To do: Every entry must be duplicated word for word.

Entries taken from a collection
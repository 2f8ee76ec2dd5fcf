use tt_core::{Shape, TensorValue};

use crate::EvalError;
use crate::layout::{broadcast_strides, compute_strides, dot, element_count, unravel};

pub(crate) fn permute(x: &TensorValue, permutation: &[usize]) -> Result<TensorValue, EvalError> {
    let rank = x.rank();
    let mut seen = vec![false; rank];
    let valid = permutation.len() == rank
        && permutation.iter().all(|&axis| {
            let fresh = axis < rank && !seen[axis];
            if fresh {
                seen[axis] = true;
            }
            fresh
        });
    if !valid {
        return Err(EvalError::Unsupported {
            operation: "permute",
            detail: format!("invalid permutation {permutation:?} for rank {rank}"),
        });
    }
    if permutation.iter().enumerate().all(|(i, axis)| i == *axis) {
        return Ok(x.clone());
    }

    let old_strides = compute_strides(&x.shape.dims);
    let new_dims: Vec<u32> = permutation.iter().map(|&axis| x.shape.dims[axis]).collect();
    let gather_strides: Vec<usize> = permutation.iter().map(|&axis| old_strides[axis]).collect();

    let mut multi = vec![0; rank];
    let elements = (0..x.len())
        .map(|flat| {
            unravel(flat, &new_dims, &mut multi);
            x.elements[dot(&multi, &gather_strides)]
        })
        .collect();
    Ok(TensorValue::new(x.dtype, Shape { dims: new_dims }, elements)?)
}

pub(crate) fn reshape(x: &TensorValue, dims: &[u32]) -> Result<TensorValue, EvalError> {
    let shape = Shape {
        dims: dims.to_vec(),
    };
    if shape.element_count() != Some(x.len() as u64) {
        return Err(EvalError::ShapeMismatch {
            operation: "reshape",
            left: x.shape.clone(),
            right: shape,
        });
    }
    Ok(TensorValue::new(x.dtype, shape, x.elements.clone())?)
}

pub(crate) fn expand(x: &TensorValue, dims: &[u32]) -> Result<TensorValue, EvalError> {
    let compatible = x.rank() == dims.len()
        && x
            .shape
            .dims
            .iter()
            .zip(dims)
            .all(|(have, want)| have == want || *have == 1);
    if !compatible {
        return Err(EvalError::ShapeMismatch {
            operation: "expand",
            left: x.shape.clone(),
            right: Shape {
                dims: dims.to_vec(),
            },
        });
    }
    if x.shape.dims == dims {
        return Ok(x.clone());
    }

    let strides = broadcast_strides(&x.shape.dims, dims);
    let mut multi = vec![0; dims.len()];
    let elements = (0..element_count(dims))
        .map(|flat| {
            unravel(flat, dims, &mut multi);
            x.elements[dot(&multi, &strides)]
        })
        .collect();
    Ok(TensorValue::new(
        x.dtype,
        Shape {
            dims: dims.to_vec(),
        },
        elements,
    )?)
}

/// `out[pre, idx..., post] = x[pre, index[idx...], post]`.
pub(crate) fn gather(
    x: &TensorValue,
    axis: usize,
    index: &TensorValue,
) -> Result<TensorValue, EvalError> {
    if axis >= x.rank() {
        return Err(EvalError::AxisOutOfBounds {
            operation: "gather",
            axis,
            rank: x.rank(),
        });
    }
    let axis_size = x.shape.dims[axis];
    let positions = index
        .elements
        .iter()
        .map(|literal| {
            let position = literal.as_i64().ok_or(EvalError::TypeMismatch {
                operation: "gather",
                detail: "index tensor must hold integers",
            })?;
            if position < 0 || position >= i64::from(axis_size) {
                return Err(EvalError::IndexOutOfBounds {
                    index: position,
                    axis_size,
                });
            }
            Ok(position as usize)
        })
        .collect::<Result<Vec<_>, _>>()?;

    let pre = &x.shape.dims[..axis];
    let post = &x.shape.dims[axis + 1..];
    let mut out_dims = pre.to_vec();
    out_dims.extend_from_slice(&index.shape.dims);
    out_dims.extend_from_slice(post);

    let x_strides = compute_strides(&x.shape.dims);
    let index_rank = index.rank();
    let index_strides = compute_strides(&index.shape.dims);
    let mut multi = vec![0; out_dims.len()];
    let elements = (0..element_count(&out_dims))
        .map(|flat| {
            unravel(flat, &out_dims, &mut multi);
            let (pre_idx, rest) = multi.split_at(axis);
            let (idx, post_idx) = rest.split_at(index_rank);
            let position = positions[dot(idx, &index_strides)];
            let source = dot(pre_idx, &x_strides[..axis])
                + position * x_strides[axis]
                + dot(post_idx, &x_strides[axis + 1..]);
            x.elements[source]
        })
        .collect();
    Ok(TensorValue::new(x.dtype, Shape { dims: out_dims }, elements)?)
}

Written solution:
repository 2f8ee76ec2dd5fcf
use tt_core::{Shape, TensorValue};

use crate::EvalError;
use crate::layout::{broadcast_strides, compute_strides, dot, element_count, unravel};

pub(crate) fn permute(x: &TensorValue, permutation: &[usize]) -> Result<TensorValue, EvalError> {
    let rank = x.rank();
    let mut seen = vec![false; rank];
    let valid = permutation.len() == rank
        && permutation.iter().all(|&axis| {
            let fresh = axis < rank && !seen[axis];
            if fresh {
                seen[axis] = true;
            }
            fresh
        });
    if !valid {
        return Err(EvalError::Unsupported {
            operation: "permute",
            detail: format!("invalid permutation {permutation:?} for rank {rank}"),
        });
    }
    if permutation.iter().enumerate().all(|(i, axis)| i == *axis) {
        return Ok(x.clone());
    }

    let old_strides = compute_strides(&x.shape.dims);
    let new_dims: Vec<u32> = permutation.iter().map(|&axis| x.shape.dims[axis]).collect();
    let gather_strides: Vec<usize> = permutation.iter().map(|&axis| old_strides[axis]).collect();

    let mut multi = vec![0; rank];
    let elements = (0..x.len())
        .map(|flat| {
            unravel(flat, &new_dims, &mut multi);
            x.elements[dot(&multi, &gather_strides)]
        })
        .collect();
    Ok(TensorValue::new(x.dtype, Shape { dims: new_dims }, elements)?)
}

pub(crate) fn reshape(x: &TensorValue, dims: &[u32]) -> Result<TensorValue, EvalError> {
    let shape = Shape {
        dims: dims.to_vec(),
    };
    if shape.element_count() != Some(x.len() as u64) {
        return Err(EvalError::ShapeMismatch {
            operation: "reshape",
            left: x.shape.clone(),
            right: shape,
        });
    }
    Ok(TensorValue::new(x.dtype, shape, x.elements.clone())?)
}

pub(crate) fn expand(x: &TensorValue, dims: &[u32]) -> Result<TensorValue, EvalError> {
    let compatible = x.rank() == dims.len()
        && x
            .shape
            .dims
            .iter()
            .zip(dims)
            .all(|(have, want)| have == want || *have == 1);
    if !compatible {
        return Err(EvalError::ShapeMismatch {
            operation: "expand",
            left: x.shape.clone(),
            right: Shape {
                dims: dims.to_vec(),
            },
        });
    }
    if x.shape.dims == dims {
        return Ok(x.clone());
    }

    let strides = broadcast_strides(&x.shape.dims, dims);
    let mut multi = vec![0; dims.len()];
    let elements = (0..element_count(dims))
        .map(|flat| {
            unravel(flat, dims, &mut multi);
            x.elements[dot(&multi, &strides)]
        })
        .collect();
    Ok(TensorValue::new(
        x.dtype,
        Shape {
            dims: dims.to_vec(),
        },
        elements,
    )?)
}

/// `out[pre, idx..., post] = x[pre, index[idx...], post]`.
pub(crate) fn gather(
    x: &TensorValue,
    axis: usize,
    index: &TensorValue,
) -> Result<TensorValue, EvalError> {
    if axis >= x.rank() {
        return Err(EvalError::AxisOutOfBounds {
            operation: "gather",
            axis,
            rank: x.rank(),
        });
    }
    let axis_size = x.shape.dims[axis];
    let positions = index
        .elements
        .iter()
        .map(|literal| {
            let position = literal.as_i64().ok_or(EvalError::TypeMismatch {
                operation: "gather",
                detail: "index tensor must hold integers",
            })?;
            if position < 0 || position >= i64::from(axis_size) {
                return Err(EvalError::IndexOutOfBounds {
                    index: position,
                    axis_size,
                });
            }
            Ok(position as usize)
        })
        .collect::<Result<Vec<_>, _>>()?;

    let pre = &x.shape.dims[..axis];
    let post = &x.shape.dims[axis + 1..];
    let mut out_dims = pre.to_vec();
    out_dims.extend_from_slice(&index.shape.dims);
    out_dims.extend_from_slice(post);

    let x_strides = compute_strides(&x.shape.dims);
    let index_rank = index.rank();
    let index_strides = compute_strides(&index.shape.dims);
    let mut multi = vec![0; out_dims.len()];
    let elements = (0..element_count(&out_dims))
        .map(|flat| {
            unravel(flat, &out_dims, &mut multi);
            let (pre_idx, rest) = multi.split_at(axis);
            let (idx, post_idx) = rest.split_at(index_rank);
            let position = positions[dot(idx, &index_strides)];
            let source = dot(pre_idx, &x_strides[..axis])
                + position * x_strides[axis]
                + dot(post_idx, &x_strides[axis + 1..]);
            x.elements[source]
        })
        .collect();
    Ok(TensorValue::new(x.dtype, Shape { dims: out_dims }, elements)?)
}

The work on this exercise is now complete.